Забыла я, что серьги забыла одеть, обиделась. И что-то возмутилось во мне, наверное, рабочее – крестьянское, духовное, воспитание. Я гордо отпустила волосы, сказала:
- Вот! Одни носят бриллианты всю жизнь, другим только дырки в ушах достаются!
– И понимая вдруг, что сказала абсолютно все, покинула вечеринку.
И лишь потом, как общий, местный анекдот нашего города мне пересказывали о самом коротком выступлении знаменитой поэтессы "NN". И каждый раз называли мне новую другую, всегда не мою фамилию.
- Ехай в Москву, - не очень прислушиваясь ко мне, сказала Великолепная Ахматова. И не опротестовывая моей попытки в моем же собственном сне с ней завязать общение и навязать ей общий поэтический разговор, от темы ни на миг не уклонилась.
- Куда? В Москву? – Заныла спрятанная глубоко и нежная поэтическая Моя Душа. – Зарплата только через неделю. И в доме, как водится, ни копья. Три месяца пахала, как каторжная, на газету и создавала ее одна, лишь только потому, что в ней редактором был старый мой знакомый – Мишка. Он меня на работу пригласил и жаловался. Что тиражи падают.

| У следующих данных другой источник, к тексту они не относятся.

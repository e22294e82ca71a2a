//! The periodic provisioning loop.

use std::sync::Arc;
use std::time::Duration;

use anyhow::{Context, Result};
use credagent_cache::{fetch_policies, CacheError, CredentialCache, PolicyStore};
use credagent_core::{AgentConfig, EventSink, Method, TransportClient, TransportError};
use credagent_crypto::SessionCredential;
use credagent_identity::{provider_from_config, AuthenticationEngine};
use credagent_provisioning::{
    AssetManager, AssetStatus, FilesystemBackend, ProvisioningContext, TransportMessenger,
};
use serde::{Deserialize, Serialize};
use tracing::{debug, info, warn};

/// Direction the asset channel is matched under in the policy set.
const ASSET_CHANNEL_DIRECTION: &str = "outbound";

#[derive(Serialize)]
#[serde(rename_all = "camelCase")]
struct AssetPoll<'a> {
    key_id: &'a str,
}

#[derive(Deserialize)]
struct AssetBatch {
    #[serde(default)]
    assets: Vec<serde_json::Value>,
}

/// Outcome of one tick of the loop.
#[derive(Debug, Default, Clone, PartialEq, Eq)]
pub struct TickReport {
    pub received: usize,
    pub succeeded: usize,
    pub failed: usize,
    pub completed: Vec<String>,
}

pub struct Agent {
    config: AgentConfig,
    transport: Arc<dyn TransportClient>,
    engine: Arc<AuthenticationEngine>,
    credentials: Arc<CredentialCache>,
    policies: PolicyStore,
    assets: AssetManager,
}

impl Agent {
    pub fn new(
        config: AgentConfig,
        transport: Arc<dyn TransportClient>,
        events: Arc<dyn EventSink>,
    ) -> Self {
        let provider = provider_from_config(&config.identity);
        let engine = Arc::new(AuthenticationEngine::new(
            config.server.clone(),
            config.identity.clone(),
            transport.clone(),
            provider,
            events.clone(),
        ));
        let credentials = Arc::new(CredentialCache::new(
            engine.clone(),
            config.cache.credentials,
        ));
        let policies = PolicyStore::new(config.cache.policies);

        let messenger = Arc::new(TransportMessenger::new(
            transport.clone(),
            config.server.url(&config.server.endpoints.asset_ack),
            config.server.url(&config.server.endpoints.csr),
        ));
        let ctx = ProvisioningContext::new(
            Arc::new(FilesystemBackend::from_config(&config.storage)),
            messenger,
            events,
        )
        .with_resolver(credentials.clone())
        .with_base64_envelope(config.storage.base64_envelope);

        Self {
            config,
            transport,
            engine,
            credentials,
            policies,
            assets: AssetManager::new(ctx),
        }
    }

    pub fn init(&self) -> Result<()> {
        self.engine
            .init()
            .context("Failed to initialise authentication engine")
    }

    pub fn shutdown(&self) {
        self.engine.shutdown();
    }

    /// Poll for assets once and process what arrives.
    pub fn tick(&self) -> Result<TickReport> {
        let assets_url = self.config.server.url(&self.config.server.endpoints.assets);
        let policy_id = self.asset_channel_policy(&assets_url)?;
        let credential = self
            .credentials
            .current(policy_id.as_deref())
            .context("Failed to obtain session credential")?;

        let body = serde_json::to_string(&AssetPoll {
            key_id: credential.key_id(),
        })?;
        let response = match self.transport.send(Method::Post, &assets_url, Some(&body)) {
            Ok(response) => response,
            Err(err) => {
                if matches!(err, TransportError::Status { code: 401 | 403, .. }) {
                    // Force a fresh authentication next time
                    self.credentials.invalidate(None, policy_id.as_deref());
                }
                return Err(err).context("Asset poll failed");
            }
        };

        let mut report = self.process_batch(&response, &credential)?;
        report.completed = self.assets.update();
        Ok(report)
    }

    /// How long to sleep after a tick.
    pub fn next_delay(&self, outcome: &Result<TickReport>) -> Duration {
        if outcome.is_err() {
            self.config.server.retry_interval()
        } else if self.assets.is_waiting_for_certificate() {
            Duration::from_secs(self.config.certificate_poll_interval_secs)
        } else {
            Duration::from_secs(self.config.poll_interval_secs)
        }
    }

    fn asset_channel_policy(&self, assets_url: &str) -> Result<Option<String>> {
        let policies_url = self.config.server.url(&self.config.server.endpoints.policies);
        let found = self.policies.find(
            host_of(assets_url),
            ASSET_CHANNEL_DIRECTION,
            "POST",
            assets_url,
            || fetch_policies(self.transport.as_ref(), &policies_url),
        );
        match found {
            Ok(policy) => Ok(policy.map(|p| p.id)),
            // An authority without a policy endpoint serves unscoped credentials
            Err(CacheError::NotAllowed(reason)) => {
                debug!(%reason, "Policies not available to this device");
                Ok(None)
            }
            Err(err) => Err(err).context("Policy refresh failed"),
        }
    }

    fn process_batch(&self, response: &str, credential: &SessionCredential) -> Result<TickReport> {
        let batch: AssetBatch =
            serde_json::from_str(response).context("Malformed asset poll response")?;
        let mut report = TickReport {
            received: batch.assets.len(),
            ..Default::default()
        };

        for record in batch.assets {
            let state = self.assets.process_json(&record.to_string(), credential);
            match state.status {
                AssetStatus::Success => report.succeeded += 1,
                AssetStatus::Failure => {
                    warn!(error = ?state.error_message, "Asset failed");
                    report.failed += 1;
                }
                AssetStatus::InProgress => {}
            }
        }

        if report.received > 0 {
            info!(
                received = report.received,
                succeeded = report.succeeded,
                failed = report.failed,
                "Asset batch processed"
            );
        }
        Ok(report)
    }
}

fn host_of(url: &str) -> &str {
    let rest = url.split_once("://").map_or(url, |(_, rest)| rest);
    let authority = rest.split('/').next().unwrap_or(rest);
    authority.split(':').next().unwrap_or(authority)
}

#[cfg(test)]
mod tests {
    use super::*;
    use credagent_core::testutil::ScriptedTransport;
    use credagent_core::RecordingEventSink;
    use credagent_crypto::{encode_b64, SessionCredential};

    const AUTH_KEY: [u8; 32] = [0x31; 32];
    const AUTH_IV: [u8; 16] = [0x41; 16];

    struct Fixture {
        agent: Agent,
        transport: Arc<ScriptedTransport>,
        events: Arc<RecordingEventSink>,
        base: std::path::PathBuf,
    }

    impl Drop for Fixture {
        fn drop(&mut self) {
            let _ = std::fs::remove_dir_all(&self.base);
        }
    }

    fn fixture() -> Fixture {
        let base = std::env::temp_dir().join(format!("credagent-node-{}", uuid::Uuid::new_v4()));
        let mut config = AgentConfig::default_config();
        config.storage.cert_dir = base.join("certs");
        config.storage.key_dir = base.join("keys");

        let transport = Arc::new(ScriptedTransport::new());
        let events = Arc::new(RecordingEventSink::new());
        let agent = Agent::new(config, transport.clone(), events.clone());
        Fixture {
            agent,
            transport,
            events,
            base,
        }
    }

    fn script_auth(transport: &ScriptedTransport, key_id: &str) {
        transport
            .push_ok("/auth/challenge", r#"{"challenge":"nonce","registered":true}"#)
            .push_ok(
                "/auth/key",
                serde_json::json!({
                    "keyId": key_id,
                    "key": encode_b64(&AUTH_KEY),
                    "iv": encode_b64(&AUTH_IV),
                })
                .to_string(),
            );
    }

    #[test]
    fn test_host_of() {
        assert_eq!(host_of("https://ca.example:8443/api/v1/assets"), "ca.example");
        assert_eq!(host_of("http://localhost/x"), "localhost");
        assert_eq!(host_of("ca.example"), "ca.example");
    }

    #[test]
    fn test_tick_provisions_certificate() {
        let fx = fixture();
        let cred = SessionCredential::new("kid-1", AUTH_KEY.to_vec(), AUTH_IV.to_vec()).unwrap();
        let certificate = encode_b64(
            &cred
                .encrypt(b"-----BEGIN CERTIFICATE-----\nMII\n-----END CERTIFICATE-----\n")
                .unwrap(),
        );

        fx.transport.push_ok("/api/v1/policies", r#"{"policies":[]}"#);
        script_auth(&fx.transport, "kid-1");
        fx.transport
            .push_ok(
                "/api/v1/assets",
                serde_json::json!({
                    "assets": [{
                        "assetType": "certificate",
                        "assetId": "a-1",
                        "fileName": "device",
                        "certificate": certificate,
                    }]
                })
                .to_string(),
            )
            .push_ok("/api/v1/assets/ack", "{}");

        let report = fx.agent.tick().unwrap();
        assert_eq!(report.received, 1);
        assert_eq!(report.succeeded, 1);
        assert_eq!(report.completed, vec!["a-1".to_string()]);
        assert_eq!(fx.events.count("certificate_stored"), 1);
        assert!(fx.base.join("certs").join("device.pem").exists());

        let poll = &fx.transport.requests()[3];
        let body: serde_json::Value = serde_json::from_str(poll.body.as_deref().unwrap()).unwrap();
        assert_eq!(body["keyId"], "kid-1");
        assert_eq!(fx.transport.remaining(), 0);
    }

    #[test]
    fn test_unauthorized_poll_invalidates_credential() {
        let fx = fixture();
        fx.transport.push_ok("/api/v1/policies", r#"{"policies":[]}"#);
        script_auth(&fx.transport, "kid-1");
        fx.transport.push_status("/api/v1/assets", 401, "");
        script_auth(&fx.transport, "kid-2");
        fx.transport.push_ok("/api/v1/assets", r#"{"assets":[]}"#);

        let outcome = fx.agent.tick();
        assert!(outcome.is_err());
        assert_eq!(
            fx.agent.next_delay(&outcome),
            Duration::from_secs(fx.agent.config.server.retry_interval_secs)
        );

        let report = fx.agent.tick().unwrap();
        assert_eq!(report, TickReport::default());
        assert_eq!(fx.transport.calls_to("/auth/challenge"), 2);
    }

    #[test]
    fn test_policy_endpoint_forbidden_is_unscoped() {
        let fx = fixture();
        fx.transport.push_status("/api/v1/policies", 403, "");
        script_auth(&fx.transport, "kid-1");
        fx.transport.push_ok("/api/v1/assets", r#"{"assets":[]}"#);

        let outcome = fx.agent.tick();
        assert!(outcome.is_ok());
        assert_eq!(
            fx.agent.next_delay(&outcome),
            Duration::from_secs(fx.agent.config.poll_interval_secs)
        );
    }
}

Ахматову история не много заинтересовала, а жаль. Мои истории вдруг складываются сами, без моего участия завязываются в рассказ. И заставляют смеяться любых окружающих до колик в животе и до нечаянных слез. Вот записать их я никогда не могу. И смысл, и содержание вдруг пропадают. И удивляюсь всегда: двуликий Янус – это я. И в жизни я всегда вдруг попадаю в разные, комические ситуации, которые постоянно складываются вокруг меня.
Стихи же случаются совсем другие: и страстные, и трагические. Две ипостаси личности, как две возможности существования, я вместе завязать не смогу. И существую, как бы в двух разных мирах. Быть может, Дальний Астрологический Предок Моего Рода и Многоглавый Дракон принес мне этот Дар?
- Дракон Анну Андреевну не увлекал. С великолепным московским выговором и полным презрением к общим грамматическим нормам построения русского языка, она мне сказала:
- Ехай в Москву завтра. – Затем пропала из моего сна.
Утром мне думалось: «Не обязательно вещий сон». Я все же была рассеянной, ответила на телефонный звонок:
- Она подойти к телефону сейчас не может. У нее полный рот пены. – Я сообщала ее подружке про мою собственную дочь. Не понимала, отчего на том, другом конце провода подружка изумленно охнула или фыркнула и быстро положила трубку.
А дочь моя немного погодя, отплевываясь от зубной пасты и сворачиваясь клубком от хохота, вдруг вывалилась из ванны, спросила:
- Мама, ты понимаешь, что только что сейчас рассказала? И Ольга думает теперь, что я наелась мыла, что вовсе нехорошо или лежу и дергаюсь в нечаянном эпилептическом припадке.
Внутри меня шла странная работа, которую прерывал другой телефонный звонок. И дамский голос мне сообщал, что могут они, на фирме, в свободное от основной моей работы время, меня осчастливить подработкой, используя для этого мой собственный телефон.
Не понимаю, отчего, я не могу уживаться вместе с деньгами. Они не любят около меня водиться и покидают меня быстро, в любом удобном случае.